On March 18, 2003, I watched an immense full moon rise over the Kuwaiti desert while I waited for the war with Iraq to begin. We had been in the barren desert for more than a month at this point, having moved out of the overcrowded staging camps in mid-February. Here, there was no entertainment. No phone calls home. Virtually no mail. No freshly cooked food. No showers. No vegetation. No shelter from the desert wind and sun during the day. At night, I was sleeping in what was supposed to be a backpacking tent.
The next afternoon, I would follow the division artillery out of our sparse camps as we moved all night into the initial attack positions. At 2100 on March 20, the 155mm howitzers began firing on Iraqi border positions and at 0700 the next morning I crossed the border with the initial wave of US forces. Artillerymen need to do three things well: shoot, move and communicate. For the next few weeks, that’s all we did as the division fought its way from the border to Baghdad.

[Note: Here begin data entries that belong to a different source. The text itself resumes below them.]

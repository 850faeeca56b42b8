//! Adaptive posting list for rotation keys.
//!
//! Most rotation keys belong to a single word, so a key's posting list is
//! usually tiny. Very common words (and the empty-word marker) can collect
//! many documents. The list therefore switches representation:
//! - `FxHashSet<u32>` while small;
//! - `RoaringBitmap` from [`PROMOTION_THRESHOLD`] documents on;
//! - back to the set once removals shrink it below [`DEMOTION_THRESHOLD`].

use roaring::RoaringBitmap;
use rustc_hash::FxHashSet;

/// Cardinality at which a Small list becomes Large.
pub const PROMOTION_THRESHOLD: usize = 1000;

/// Cardinality below which a Large list becomes Small again.
pub const DEMOTION_THRESHOLD: usize = PROMOTION_THRESHOLD / 2;

/// Document IDs stored under one index key.
#[derive(Debug, Clone)]
pub enum PostingList {
    /// Hash set for low cardinality.
    Small(FxHashSet<u32>),
    /// Roaring bitmap for high cardinality.
    Large(RoaringBitmap),
}

impl Default for PostingList {
    fn default() -> Self {
        Self::new()
    }
}

impl PostingList {
    /// Creates an empty posting list (Small).
    #[must_use]
    pub fn new() -> Self {
        Self::Small(FxHashSet::default())
    }

    /// Adds a document. Returns true if it was not present.
    pub fn insert(&mut self, doc_id: u32) -> bool {
        let inserted = match self {
            Self::Small(set) => set.insert(doc_id),
            Self::Large(bitmap) => bitmap.insert(doc_id),
        };
        if matches!(self, Self::Small(set) if set.len() >= PROMOTION_THRESHOLD) {
            self.promote();
        }
        inserted
    }

    /// Removes a document. Returns true if it was present.
    pub fn remove(&mut self, doc_id: u32) -> bool {
        let removed = match self {
            Self::Small(set) => set.remove(&doc_id),
            Self::Large(bitmap) => bitmap.remove(doc_id),
        };
        if matches!(self, Self::Large(bitmap) if (bitmap.len() as usize) < DEMOTION_THRESHOLD) {
            self.demote();
        }
        removed
    }

    /// Returns true if the list holds `doc_id`.
    #[must_use]
    pub fn contains(&self, doc_id: u32) -> bool {
        match self {
            Self::Small(set) => set.contains(&doc_id),
            Self::Large(bitmap) => bitmap.contains(doc_id),
        }
    }

    /// Number of documents.
    #[must_use]
    pub fn len(&self) -> usize {
        match self {
            Self::Small(set) => set.len(),
            Self::Large(bitmap) => bitmap.len() as usize,
        }
    }

    /// Returns true if no document is listed.
    #[must_use]
    pub fn is_empty(&self) -> bool {
        self.len() == 0
    }

    /// Returns true for the Roaring representation.
    #[must_use]
    pub fn is_large(&self) -> bool {
        matches!(self, Self::Large(_))
    }

    /// Adds every listed document to `target`.
    pub fn append_to(&self, target: &mut RoaringBitmap) {
        match self {
            Self::Small(set) => target.extend(set.iter().copied()),
            Self::Large(bitmap) => *target |= bitmap,
        }
    }

    /// Iterates over the listed documents (unordered while Small).
    pub fn iter(&self) -> Box<dyn Iterator<Item = u32> + '_> {
        match self {
            Self::Small(set) => Box::new(set.iter().copied()),
            Self::Large(bitmap) => Box::new(bitmap.iter()),
        }
    }

    fn promote(&mut self) {
        if let Self::Small(set) = self {
            *self = Self::Large(set.iter().copied().collect());
        }
    }

    fn demote(&mut self) {
        if let Self::Large(bitmap) = self {
            *self = Self::Small(bitmap.iter().collect());
        }
    }
}
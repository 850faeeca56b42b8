//! # `permuterm` Core
//!
//! Rotation-based (permuterm) substring index keys for `LIKE` wildcard queries.
//!
//! Every stored word is indexed under all of its cyclic rotations, with a
//! sentinel byte marking the cut point. A wildcard pattern is decomposed into a
//! few search keys that the host probes as prefix ranges; the per-key hits are
//! AND-combined into a candidate set that is a superset of the true matches.
//!
//! ## Features
//!
//! - **Rotation encoder**: `hello` → `hello$`, `ello$h`, `llo$he`, `lo$hel`, `o$hell`
//! - **Pattern decomposer**: minimal search keys with BEGIN/MIDDLE/END constraints
//! - **Key comparator**: ordering plus MATCH / skip-and-continue / stop scan control
//! - **Consistency evaluator**: per-query AND over the host's check vector
//! - **Key pruner**: optional selectivity filter, configured at runtime
//!
//! ## Quick Start
//!
//! ```rust
//! use permuterm_core::{PermutermIndex, QueryPlanner};
//!
//! let mut index = PermutermIndex::new();
//! index.insert(1, "hello")?;
//! index.insert(2, "yellow")?;
//! index.insert(3, "help")?;
//!
//! let planner = QueryPlanner::new();
//! let candidates = index.search_like("%llo%", &planner)?;
//! assert!(candidates.contains(1) && candidates.contains(2));
//! assert!(!candidates.contains(3));
//! # Ok::<(), permuterm_core::Error>(())
//! ```

#![warn(missing_docs)]
#![warn(clippy::all)]
#![warn(clippy::pedantic)]
#![allow(clippy::module_name_repetitions)]
// RoaringBitmap stores u32 document IDs; u64 IDs are range-checked on insert.
#![allow(clippy::cast_possible_truncation)]
#![allow(clippy::missing_errors_doc)]
#![allow(clippy::doc_markdown)]

pub mod compare;
pub mod config;
pub mod consistency;
pub mod error;
pub mod index;
pub mod key;
#[cfg(test)]
mod key_tests;
pub mod pattern;
pub mod planner;
#[cfg(test)]
mod planner_tests;
pub mod prune;
#[cfg(test)]
mod prune_tests;
pub mod rotation;
#[cfg(test)]
mod rotation_tests;

pub use compare::{actual_position, compare_encoded, compare_keys, KeyMatch};
pub use config::{ConfigError, LoggingConfig, PermutermConfig, PruningConfig};
pub use consistency::{is_consistent, ConsistencyContext};
pub use error::{Error, Result};
pub use index::{ConcurrentPermutermIndex, PermutermIndex, PermutermStats};
pub use key::{Key, PositionFlags, QueryKeys, SearchKey, SENTINEL, SENTINEL_DISPLAY};
pub use pattern::{decompose, segment, PatternShape, Segment};
pub use planner::QueryPlanner;
pub use prune::{
    prune, KeySelectivity, NoPruning, PruneThresholds, PruningStrategy, SelectivityPruner,
};
pub use rotation::{extract_stored_keys, permute};

/// Search keys for a LIKE pattern, without pruning.
///
/// Use [`QueryPlanner::extract_query_keys`] to apply a pruning strategy.
#[must_use]
pub fn extract_query_keys(pattern: &str) -> QueryKeys {
    decompose(pattern)
}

On the night of March 18th, however, I could only anticipate what the next day would bring with deep uncertainty.
As the moon rose over the desolate landscape that night, I remembered a scene in the movie Joe Versus the Volcano. Joe, suffering from depression and what he believed to be an incurable disease, had experienced yet another disaster. The ship on which he was sailing sank in a storm, and Joe survived by turning his floating luggage into a makeshift raft. One night, starving and without water, Joe looked in awe at a gigantic full moon rising over the empty sea. In amazement, he gathered his strength, stood to face the rising moon and prayed, “Dear God, whose name I do not know – thank you for my life.”
On that night, I watched the moon slowly rise and I was deeply moved. The dictionary defines “awe” as “a feeling of reverential respect mixed with fear or wonder,” and that does a pretty good job of describing what I felt with every fiber of my being. After a time I prayed aloud in the darkness, “Dear God, whose name I DO know – thank you for my life.” And I thanked him that he had made himself known.
On this tenth anniversary of the Iraq war, that’s the only war story I care to tell.